● **Aim of the exercise**
For this exercise, please reproduce the records below word for word, from the first line through the line with "let cli = Cli::parse();".

Stored data:
───

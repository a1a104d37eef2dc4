//! eksdeploy CLI entrypoint.
//!
//! Validation diagnostics and logs always go to stderr, in text or JSON.
//! stdout carries the command's result: the plan for `plan`, and for `apply`
//! the kubeconfig of a reachable cluster and nothing else.

use std::io::Write;
use std::path::{Path, PathBuf};
use std::process::ExitCode;

use eks_deploy::cli::{Cli, Commands, OutputFormatter};
use eks_deploy::config::{
    find_config_file, load_dotenv, ClusterConfig, ConfigValidator, StackConfig,
};
use eks_deploy::error::{DeployError, Result, StateError};
use eks_deploy::planner::{NetworkContext, PlanExecutor, TopologyResolver};
use eks_deploy::provision::DryRunProvisioner;
use eks_deploy::state::{LocalStateStore, StateStore, STATE_DIR};

use clap::Parser;
use tracing::{debug, info, warn};
use tracing_subscriber::EnvFilter;

/// Main entrypoint.
fn main() -> ExitCode {
    let cli = Cli::parse();

    init_logging(cli.verbose);

    let runtime = match tokio::runtime::Runtime::new() {
        Ok(rt) => rt,
        Err(e) => {
            eprintln!("Failed to create async runtime: {e}");
            return ExitCode::FAILURE;
        }
    };

    match runtime.block_on(run(cli)) {
        Ok(()) => ExitCode::SUCCESS,
        // Diagnostics were already printed.
        Err(e) if e.is_validation_failure() => ExitCode::FAILURE,
        Err(e) => {
            eprintln!("Error: {e}");
            ExitCode::FAILURE
        }
    }
}

/// Initializes the logging system. Logs go to stderr.
fn init_logging(verbose: bool) {
    let filter = if verbose {
        EnvFilter::new("debug")
    } else {
        EnvFilter::new("info")
    };

    tracing_subscriber::fmt()
        .with_env_filter(filter)
        .with_target(false)
        .with_writer(std::io::stderr)
        .init();
}

/// Main async entry point.
async fn run(cli: Cli) -> Result<()> {
    let formatter = OutputFormatter::new(cli.output);

    match cli.command {
        Commands::Init { path, force } => cmd_init(&path, force),
        Commands::Validate => cmd_validate(cli.config.as_ref(), &formatter),
        Commands::Plan => cmd_plan(cli.config.as_ref(), &formatter),
        Commands::Apply { yes } => {
            cmd_apply(
                cli.config.as_ref(),
                cli.state_dir.as_deref(),
                &cli.region,
                yes,
                &formatter,
            )
            .await
        }
    }
}

/// Write a template stack file.
fn cmd_init(path: &Path, force: bool) -> Result<()> {
    info!("Initializing new eksdeploy stack in: {}", path.display());

    let config_path = path.join("eksdeploy.yaml");
    let env_path = path.join(".env.example");
    let gitignore_path = path.join(".gitignore");

    if !force && config_path.exists() {
        eprintln!("Stack file already exists: {}", config_path.display());
        eprintln!("Use --force to overwrite.");
        return Ok(());
    }

    if !path.exists() {
        std::fs::create_dir_all(path)?;
    }

    std::fs::write(&config_path, include_str!("../templates/eksdeploy.yaml"))?;
    eprintln!("Created: {}", config_path.display());

    std::fs::write(&env_path, include_str!("../templates/.env.example"))?;
    eprintln!("Created: {}", env_path.display());

    let state_entry = format!("{STATE_DIR}/");
    if gitignore_path.exists() {
        let existing = std::fs::read_to_string(&gitignore_path)?;
        let missing: Vec<&str> = [".env", state_entry.as_str()]
            .into_iter()
            .filter(|entry| !existing.lines().any(|line| line.trim() == *entry))
            .collect();
        if !missing.is_empty() {
            let mut file = std::fs::OpenOptions::new()
                .append(true)
                .open(&gitignore_path)?;
            writeln!(file, "\n# eksdeploy")?;
            for entry in missing {
                writeln!(file, "{entry}")?;
            }
            eprintln!("Updated: {}", gitignore_path.display());
        }
    } else {
        std::fs::write(&gitignore_path, format!(".env\n{state_entry}\n"))?;
        eprintln!("Created: {}", gitignore_path.display());
    }

    eprintln!("\nStack initialized successfully!");
    eprintln!("Next steps:");
    eprintln!("  1. Edit eksdeploy.yaml with your cluster settings");
    eprintln!("  2. Run 'eksdeploy validate' to check your configuration");
    eprintln!("  3. Run 'eksdeploy plan' to see what will be provisioned");
    eprintln!("  4. Run 'eksdeploy apply' to provision the cluster");

    Ok(())
}

/// Validate configuration.
fn cmd_validate(config_path: Option<&PathBuf>, formatter: &OutputFormatter) -> Result<()> {
    let (config, _) = load_cluster_config(config_path)?;
    report_diagnostics(&config, formatter)
}

/// Show the provisioning plan.
fn cmd_plan(config_path: Option<&PathBuf>, formatter: &OutputFormatter) -> Result<()> {
    let (config, _) = load_cluster_config(config_path)?;
    report_diagnostics(&config, formatter)?;

    let plan = TopologyResolver::new().resolve(&config, &NetworkContext::pending())?;
    emit(&formatter.format_plan(&plan))
}

/// Record the cluster through the dry-run provisioner.
async fn cmd_apply(
    config_path: Option<&PathBuf>,
    state_dir: Option<&Path>,
    region: &str,
    auto_approve: bool,
    formatter: &OutputFormatter,
) -> Result<()> {
    let (config, config_file) = load_cluster_config(config_path)?;
    report_diagnostics(&config, formatter)?;

    let preview = TopologyResolver::new().resolve(&config, &NetworkContext::pending())?;
    eprintln!("{}", formatter.format_plan(&preview));

    let state_dir = state_dir.map_or_else(
        || config_dir(&config_file).join(STATE_DIR),
        Path::to_path_buf,
    );
    let store = LocalStateStore::with_base_dir(state_dir);
    debug!(
        "Using {} state at {}",
        store.backend_type(),
        store.state_path().display()
    );
    let provisioner = DryRunProvisioner::new(store).with_region(region);

    if provisioner.state().await?.config_hash == preview.config_hash {
        info!("Configuration unchanged since the last apply");
    }

    // A live foreign lock fails before the prompt.
    if let Some(lock) = provisioner.store().current_lock().await? {
        if !lock.is_own() {
            return Err(StateError::LockedByOther {
                cluster: lock.cluster,
                holder: lock.holder,
                since: lock.acquired_at.to_rfc3339(),
            }
            .into());
        }
    }

    eprintln!("Dry run: resources are recorded in local state, nothing is created in AWS.");
    if !auto_approve && !confirm("Do you want to record this cluster?")? {
        eprintln!("Apply cancelled.");
        return Ok(());
    }

    let lock = provisioner.store().acquire_lock(&config.cluster_name).await?;
    let applied = match PlanExecutor::new(&provisioner).apply(&config).await {
        Ok(outcome) => provisioner
            .mark_applied(&outcome.plan.config_hash)
            .await
            .map(|()| outcome),
        Err(e) => Err(e),
    };
    if let Err(e) = provisioner.store().release_lock(&lock).await {
        warn!("Failed to release state lock {}: {e}", lock.lock_id);
    }
    let outcome = applied?;

    eprintln!("{}", formatter.format_apply(&outcome));
    match &outcome.kubeconfig {
        Some(kubeconfig) => emit(&formatter.format_kubeconfig(kubeconfig)?),
        None => Ok(()),
    }
}

// ============================================================================
// Helper Functions
// ============================================================================

/// Resolves the stack file path.
fn resolve_config_path(config_path: Option<&PathBuf>) -> Result<PathBuf> {
    match config_path {
        Some(path) => Ok(path.clone()),
        None => find_config_file(std::env::current_dir()?),
    }
}

/// Directory holding the stack file.
fn config_dir(config_file: &Path) -> &Path {
    config_file
        .parent()
        .filter(|p| !p.as_os_str().is_empty())
        .unwrap_or_else(|| Path::new("."))
}

/// Loads `.env`, the stack file and environment overrides into a typed configuration.
fn load_cluster_config(config_path: Option<&PathBuf>) -> Result<(ClusterConfig, PathBuf)> {
    let config_file = resolve_config_path(config_path)?;
    debug!("Loading configuration from: {}", config_file.display());

    load_dotenv(config_dir(&config_file))?;

    let source = StackConfig::load_file(&config_file)?.with_env_overrides();
    let config = ClusterConfig::from_source(&source)?;

    Ok((config, config_file))
}

/// Prints diagnostics to stderr and fails if there are errors.
fn report_diagnostics(config: &ClusterConfig, formatter: &OutputFormatter) -> Result<()> {
    let result = ConfigValidator::new().validate(config);
    eprintln!("{}", formatter.format_diagnostics(&result).trim_end());

    let recommendations = result.into_result()?;
    debug!("Proceeding with {} recommendations", recommendations.len());
    Ok(())
}

/// Asks a y/N question on stderr.
fn confirm(question: &str) -> Result<bool> {
    eprint!("{question} [y/N]: ");
    std::io::stderr().flush()?;

    let mut input = String::new();
    if std::io::stdin().read_line(&mut input)? == 0 {
        return Err(DeployError::internal(
            "stdin closed before confirmation, pass --yes to apply non-interactively",
        ));
    }

    Ok(input.trim().eq_ignore_ascii_case("y"))
}

/// Writes command output to stdout.
fn emit(text: &str) -> Result<()> {
    let mut stdout = std::io::stdout().lock();
    stdout.write_all(text.as_bytes())?;
    if !text.ends_with('\n') {
        stdout.write_all(b"\n")?;
    }
    stdout.flush()?;
    Ok(())
}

───

● **Answer space**
repository a1a104d37eef2dc4
//! eksdeploy CLI entrypoint.
//!
//! Validation diagnostics and logs always go to stderr, in text or JSON.
//! stdout carries the command's result: the plan for `plan`, and for `apply`
//! the kubeconfig of a reachable cluster and nothing else.

use std::io::Write;
use std::path::{Path, PathBuf};
use std::process::ExitCode;

use eks_deploy::cli::{Cli, Commands, OutputFormatter};
use eks_deploy::config::{
    find_config_file, load_dotenv, ClusterConfig, ConfigValidator, StackConfig,
};
use eks_deploy::error::{DeployError, Result, StateError};
use eks_deploy::planner::{NetworkContext, PlanExecutor, TopologyResolver};
use eks_deploy::provision::DryRunProvisioner;
use eks_deploy::state::{LocalStateStore, StateStore, STATE_DIR};

use clap::Parser;
use tracing::{debug, info, warn};
use tracing_subscriber::EnvFilter;

/// Main entrypoint.
fn main() -> ExitCode {
    let cli = Cli::parse();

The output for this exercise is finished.